Work task - In this exercise, the entries below are to be transcribed exactly, line by line.

Data for analysis -

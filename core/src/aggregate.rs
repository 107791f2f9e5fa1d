//! Feature aggregation: per-customer statistics over raw transactions.
//!
//! Pure functions only. The pipeline fetches each customer's transactions
//! and calls `aggregate` once per customer before clustering.

use crate::transaction::TransactionRecord;
use serde::{Deserialize, Serialize};
use std::collections::BTreeMap;

#[derive(Debug, Clone, Default, Serialize, Deserialize, PartialEq)]
pub struct TransactionStats {
    pub total_transactions: u64,
    /// Arithmetic mean of amounts; 0.0 when there are no transactions.
    pub avg_transaction_value: f64,
    /// Most frequent merchant category; empty when there are no transactions.
    pub top_merchant_category: String,
}

/// Summarize one customer's transactions.
///
/// Ties on the top category resolve to the lexicographically smallest
/// category name, so the result never depends on fetch order.
pub fn aggregate(transactions: &[TransactionRecord]) -> TransactionStats {
    if transactions.is_empty() {
        return TransactionStats::default();
    }

    let total = transactions.len();
    let sum: f64 = transactions.iter().map(|t| t.amount).sum();

    let mut counts: BTreeMap<&str, usize> = BTreeMap::new();
    for t in transactions {
        *counts.entry(t.merchant_category.as_str()).or_insert(0) += 1;
    }
    // BTreeMap iterates in key order; strict `>` keeps the first (smallest) key on ties.
    let mut top: Option<(&str, usize)> = None;
    for (category, count) in counts {
        match top {
            Some((_, best)) if count <= best => {}
            _ => top = Some((category, count)),
        }
    }

    TransactionStats {
        total_transactions: total as u64,
        avg_transaction_value: sum / total as f64,
        top_merchant_category: top.map(|(c, _)| c.to_string()).unwrap_or_default(),
    }
}

#[cfg(test)]
mod tests {
    use super::*;
    use chrono::{TimeZone, Utc};

    fn txn(amount: f64, category: &str) -> TransactionRecord {
        TransactionRecord {
            id: format!("t-{amount}-{category}"),
            customer_id: "c-000001".into(),
            amount,
            merchant_category: category.into(),
            is_international: false,
            transaction_date: Utc.with_ymd_and_hms(2025, 1, 15, 0, 0, 0).unwrap(),
            merchant_name: "Acme Office".into(),
        }
    }

    #[test]
    fn mean_count_and_mode() {
        let stats = aggregate(&[txn(10.0, "A"), txn(20.0, "A"), txn(5.0, "B")]);
        assert_eq!(stats.total_transactions, 3);
        assert!((stats.avg_transaction_value - 35.0 / 3.0).abs() < 1e-9);
        assert_eq!(stats.top_merchant_category, "A");
    }

    #[test]
    fn no_transactions_yields_zeroes() {
        let stats = aggregate(&[]);
        assert_eq!(stats.total_transactions, 0);
        assert_eq!(stats.avg_transaction_value, 0.0);
        assert_eq!(stats.top_merchant_category, "");
    }

    #[test]
    fn ties_resolve_lexicographically_regardless_of_order() {
        let forward = aggregate(&[txn(1.0, "Restaurants"), txn(1.0, "Hotels & Lodging")]);
        let reverse = aggregate(&[txn(1.0, "Hotels & Lodging"), txn(1.0, "Restaurants")]);
        assert_eq!(forward.top_merchant_category, "Hotels & Lodging");
        assert_eq!(reverse.top_merchant_category, "Hotels & Lodging");
    }

    #[test]
    fn negative_amounts_are_tolerated() {
        let stats = aggregate(&[txn(-10.0, "Utilities"), txn(30.0, "Utilities")]);
        assert_eq!(stats.avg_transaction_value, 10.0);
    }
}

Solved exercise -
filename core/src/aggregate.rs
repository 107791f2f9e5fa1d
//! Feature aggregation: per-customer statistics over raw transactions.
//!
//! Pure functions only. The pipeline fetches each customer's transactions
//! and calls `aggregate` once per customer before clustering.

use crate::transaction::TransactionRecord;
use serde::{Deserialize, Serialize};
use std::collections::BTreeMap;

#[derive(Debug, Clone, Default, Serialize, Deserialize, PartialEq)]
pub struct TransactionStats {
    pub total_transactions: u64,
    /// Arithmetic mean of amounts; 0.0 when there are no transactions.
    pub avg_transaction_value: f64,
    /// Most frequent merchant category; empty when there are no transactions.
    pub top_merchant_category: String,
}

/// Summarize one customer's transactions.
///
/// Ties on the top category resolve to the lexicographically smallest
/// category name, so the result never depends on fetch order.
pub fn aggregate(transactions: &[TransactionRecord]) -> TransactionStats {
    if transactions.is_empty() {
        return TransactionStats::default();
    }

    let total = transactions.len();
    let sum: f64 = transactions.iter().map(|t| t.amount).sum();

    let mut counts: BTreeMap<&str, usize> = BTreeMap::new();
    for t in transactions {
        *counts.entry(t.merchant_category.as_str()).or_insert(0) += 1;
    }
    // BTreeMap iterates in key order; strict `>` keeps the first (smallest) key on ties.
    let mut top: Option<(&str, usize)> = None;
    for (category, count) in counts {
        match top {
            Some((_, best)) if count <= best => {}
            _ => top = Some((category, count)),
        }
    }

    TransactionStats {
        total_transactions: total as u64,
        avg_transaction_value: sum / total as f64,
        top_merchant_category: top.map(|(c, _)| c.to_string()).unwrap_or_default(),
    }
}

#[cfg(test)]
mod tests {
    use super::*;
    use chrono::{TimeZone, Utc};

    fn txn(amount: f64, category: &str) -> TransactionRecord {
        TransactionRecord {
            id: format!("t-{amount}-{category}"),
            customer_id: "c-000001".into(),
            amount,
            merchant_category: category.into(),
            is_international: false,
            transaction_date: Utc.with_ymd_and_hms(2025, 1, 15, 0, 0, 0).unwrap(),
            merchant_name: "Acme Office".into(),
        }
    }

    #[test]
    fn mean_count_and_mode() {
        let stats = aggregate(&[txn(10.0, "A"), txn(20.0, "A"), txn(5.0, "B")]);
        assert_eq!(stats.total_transactions, 3);
        assert!((stats.avg_transaction_value - 35.0 / 3.0).abs() < 1e-9);
        assert_eq!(stats.top_merchant_category, "A");
    }

    #[test]
    fn no_transactions_yields_zeroes() {
        let stats = aggregate(&[]);
        assert_eq!(stats.total_transactions, 0);
        assert_eq!(stats.avg_transaction_value, 0.0);
        assert_eq!(stats.top_merchant_category, "");
    }

    #[test]
    fn ties_resolve_lexicographically_regardless_of_order() {
        let forward = aggregate(&[txn(1.0, "Restaurants"), txn(1.0, "Hotels & Lodging")]);
        let reverse = aggregate(&[txn(1.0, "Hotels & Lodging"), txn(1.0, "Restaurants")]);
        assert_eq!(forward.top_merchant_category, "Hotels & Lodging");
        assert_eq!(reverse.top_merchant_category, "Hotels & Lodging");
    }

    #[test]
    fn negative_amounts_are_tolerated() {
        let stats = aggregate(&[txn(-10.0, "Utilities"), txn(30.0, "Utilities")]);
        assert_eq!(stats.avg_transaction_value, 10.0);
    }
}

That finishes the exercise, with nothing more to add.